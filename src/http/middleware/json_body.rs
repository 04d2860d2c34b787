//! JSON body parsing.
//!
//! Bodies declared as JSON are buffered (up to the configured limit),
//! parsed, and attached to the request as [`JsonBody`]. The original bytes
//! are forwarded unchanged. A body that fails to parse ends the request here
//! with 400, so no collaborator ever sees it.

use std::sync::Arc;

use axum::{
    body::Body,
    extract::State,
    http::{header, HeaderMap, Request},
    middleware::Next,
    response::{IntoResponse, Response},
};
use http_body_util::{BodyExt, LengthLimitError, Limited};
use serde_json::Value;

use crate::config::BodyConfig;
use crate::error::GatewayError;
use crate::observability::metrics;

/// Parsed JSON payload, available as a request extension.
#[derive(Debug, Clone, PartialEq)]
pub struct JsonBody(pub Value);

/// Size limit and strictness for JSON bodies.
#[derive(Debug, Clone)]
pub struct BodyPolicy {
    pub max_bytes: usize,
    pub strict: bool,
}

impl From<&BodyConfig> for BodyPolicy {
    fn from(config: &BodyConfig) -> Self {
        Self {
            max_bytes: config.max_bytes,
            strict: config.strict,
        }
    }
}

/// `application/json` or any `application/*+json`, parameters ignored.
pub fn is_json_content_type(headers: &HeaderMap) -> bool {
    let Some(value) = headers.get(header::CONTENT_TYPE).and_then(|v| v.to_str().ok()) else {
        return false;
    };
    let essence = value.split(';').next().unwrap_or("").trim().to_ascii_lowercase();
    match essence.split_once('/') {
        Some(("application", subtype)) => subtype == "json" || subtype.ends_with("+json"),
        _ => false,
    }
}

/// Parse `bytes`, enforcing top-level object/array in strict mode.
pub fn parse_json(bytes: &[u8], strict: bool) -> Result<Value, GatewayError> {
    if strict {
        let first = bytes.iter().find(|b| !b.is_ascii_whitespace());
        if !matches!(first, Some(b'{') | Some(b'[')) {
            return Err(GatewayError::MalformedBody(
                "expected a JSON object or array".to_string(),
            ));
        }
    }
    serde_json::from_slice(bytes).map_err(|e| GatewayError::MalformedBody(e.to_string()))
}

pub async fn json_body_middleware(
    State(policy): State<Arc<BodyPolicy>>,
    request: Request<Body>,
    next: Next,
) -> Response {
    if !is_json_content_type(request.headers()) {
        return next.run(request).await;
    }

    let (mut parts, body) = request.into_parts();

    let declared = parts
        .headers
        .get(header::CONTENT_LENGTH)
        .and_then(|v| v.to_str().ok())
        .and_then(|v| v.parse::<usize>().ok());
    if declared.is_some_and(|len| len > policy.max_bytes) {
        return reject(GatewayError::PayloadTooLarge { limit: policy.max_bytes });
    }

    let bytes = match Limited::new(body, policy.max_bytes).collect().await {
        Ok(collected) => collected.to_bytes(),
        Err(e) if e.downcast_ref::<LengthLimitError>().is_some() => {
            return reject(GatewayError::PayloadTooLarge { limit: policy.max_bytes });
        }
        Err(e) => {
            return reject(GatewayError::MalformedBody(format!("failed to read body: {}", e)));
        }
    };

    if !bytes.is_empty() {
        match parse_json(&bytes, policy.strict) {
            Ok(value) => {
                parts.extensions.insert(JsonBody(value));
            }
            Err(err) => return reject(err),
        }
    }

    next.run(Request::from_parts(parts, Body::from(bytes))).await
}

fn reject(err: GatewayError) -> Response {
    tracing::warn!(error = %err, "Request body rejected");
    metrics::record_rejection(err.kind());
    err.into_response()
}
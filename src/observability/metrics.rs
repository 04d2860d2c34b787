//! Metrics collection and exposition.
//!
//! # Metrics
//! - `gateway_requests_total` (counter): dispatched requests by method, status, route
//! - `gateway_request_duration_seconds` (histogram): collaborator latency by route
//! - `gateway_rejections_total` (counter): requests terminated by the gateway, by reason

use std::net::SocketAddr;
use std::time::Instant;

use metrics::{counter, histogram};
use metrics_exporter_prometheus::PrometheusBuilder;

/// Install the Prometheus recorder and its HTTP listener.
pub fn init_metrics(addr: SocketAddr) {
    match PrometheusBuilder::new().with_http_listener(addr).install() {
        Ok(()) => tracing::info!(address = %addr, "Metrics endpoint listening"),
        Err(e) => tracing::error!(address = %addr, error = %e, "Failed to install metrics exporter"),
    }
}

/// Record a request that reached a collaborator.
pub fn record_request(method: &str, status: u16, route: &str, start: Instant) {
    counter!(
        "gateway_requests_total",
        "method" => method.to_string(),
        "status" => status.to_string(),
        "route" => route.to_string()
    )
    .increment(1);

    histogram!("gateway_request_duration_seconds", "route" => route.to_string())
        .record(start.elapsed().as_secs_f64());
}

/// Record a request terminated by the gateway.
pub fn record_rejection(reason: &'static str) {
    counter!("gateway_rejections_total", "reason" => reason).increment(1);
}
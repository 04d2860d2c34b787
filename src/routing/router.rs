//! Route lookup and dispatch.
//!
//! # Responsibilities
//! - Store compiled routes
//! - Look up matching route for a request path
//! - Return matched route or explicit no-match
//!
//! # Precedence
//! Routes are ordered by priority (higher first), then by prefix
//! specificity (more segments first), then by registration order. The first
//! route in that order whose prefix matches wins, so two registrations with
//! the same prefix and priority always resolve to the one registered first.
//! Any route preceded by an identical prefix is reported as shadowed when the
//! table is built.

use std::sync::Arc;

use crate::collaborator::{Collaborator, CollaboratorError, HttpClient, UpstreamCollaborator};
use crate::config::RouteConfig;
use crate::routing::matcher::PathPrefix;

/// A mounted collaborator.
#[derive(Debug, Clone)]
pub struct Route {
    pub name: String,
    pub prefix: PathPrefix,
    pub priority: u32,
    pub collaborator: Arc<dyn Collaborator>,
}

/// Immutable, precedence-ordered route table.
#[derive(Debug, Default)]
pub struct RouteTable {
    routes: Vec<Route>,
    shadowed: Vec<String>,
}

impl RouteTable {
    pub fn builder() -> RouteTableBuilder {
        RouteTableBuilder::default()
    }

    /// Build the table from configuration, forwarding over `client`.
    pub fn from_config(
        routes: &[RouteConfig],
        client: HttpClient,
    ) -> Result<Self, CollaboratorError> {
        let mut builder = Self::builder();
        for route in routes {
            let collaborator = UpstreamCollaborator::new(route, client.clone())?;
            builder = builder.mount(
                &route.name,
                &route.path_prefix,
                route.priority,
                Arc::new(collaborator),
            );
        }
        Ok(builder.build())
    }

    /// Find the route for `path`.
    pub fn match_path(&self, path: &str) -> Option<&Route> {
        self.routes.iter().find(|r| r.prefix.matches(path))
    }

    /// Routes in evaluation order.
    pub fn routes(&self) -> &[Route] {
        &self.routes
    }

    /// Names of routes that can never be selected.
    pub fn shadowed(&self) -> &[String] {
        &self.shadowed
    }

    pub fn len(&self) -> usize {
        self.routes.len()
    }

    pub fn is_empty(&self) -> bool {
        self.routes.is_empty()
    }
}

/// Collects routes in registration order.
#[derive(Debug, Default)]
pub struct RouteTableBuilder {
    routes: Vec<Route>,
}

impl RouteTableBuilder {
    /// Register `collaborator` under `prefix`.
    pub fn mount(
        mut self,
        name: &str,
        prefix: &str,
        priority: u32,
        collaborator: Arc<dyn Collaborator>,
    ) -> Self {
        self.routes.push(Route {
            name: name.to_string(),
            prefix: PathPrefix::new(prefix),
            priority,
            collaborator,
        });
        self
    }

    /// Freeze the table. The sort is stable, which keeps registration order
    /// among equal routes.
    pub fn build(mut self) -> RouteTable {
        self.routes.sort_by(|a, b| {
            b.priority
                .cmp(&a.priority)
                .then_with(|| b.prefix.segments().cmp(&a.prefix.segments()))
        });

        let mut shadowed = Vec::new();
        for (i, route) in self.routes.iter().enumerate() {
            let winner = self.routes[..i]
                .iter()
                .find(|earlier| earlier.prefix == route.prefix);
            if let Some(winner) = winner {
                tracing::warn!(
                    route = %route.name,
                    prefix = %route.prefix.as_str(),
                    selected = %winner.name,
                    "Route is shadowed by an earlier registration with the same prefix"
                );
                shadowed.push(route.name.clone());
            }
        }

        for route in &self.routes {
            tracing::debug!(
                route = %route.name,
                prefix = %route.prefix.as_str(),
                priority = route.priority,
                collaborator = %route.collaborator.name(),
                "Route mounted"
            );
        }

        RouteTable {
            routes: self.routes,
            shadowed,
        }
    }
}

- _Requirement_
After locating the line with "route: &str, start: Instant)" in the material above, return it and each line after it exactly, ending at the line with "two registrations with".

- _Exercise response_
pub fn record_request(method: &str, status: u16, route: &str, start: Instant) {
    counter!(
        "gateway_requests_total",
        "method" => method.to_string(),
        "status" => status.to_string(),
        "route" => route.to_string()
    )
    .increment(1);

    histogram!("gateway_request_duration_seconds", "route" => route.to_string())
        .record(start.elapsed().as_secs_f64());
}

/// Record a request terminated by the gateway.
pub fn record_rejection(reason: &'static str) {
    counter!("gateway_rejections_total", "reason" => reason).increment(1);
}
repository 04d2860d2c34b787
filename src/routing/router.rs
//! Route lookup and dispatch.
//!
//! # Responsibilities
//! - Store compiled routes
//! - Look up matching route for a request path
//! - Return matched route or explicit no-match
//!
//! # Precedence
//! Routes are ordered by priority (higher first), then by prefix
//! specificity (more segments first), then by registration order. The first
//! route in that order whose prefix matches wins, so two registrations with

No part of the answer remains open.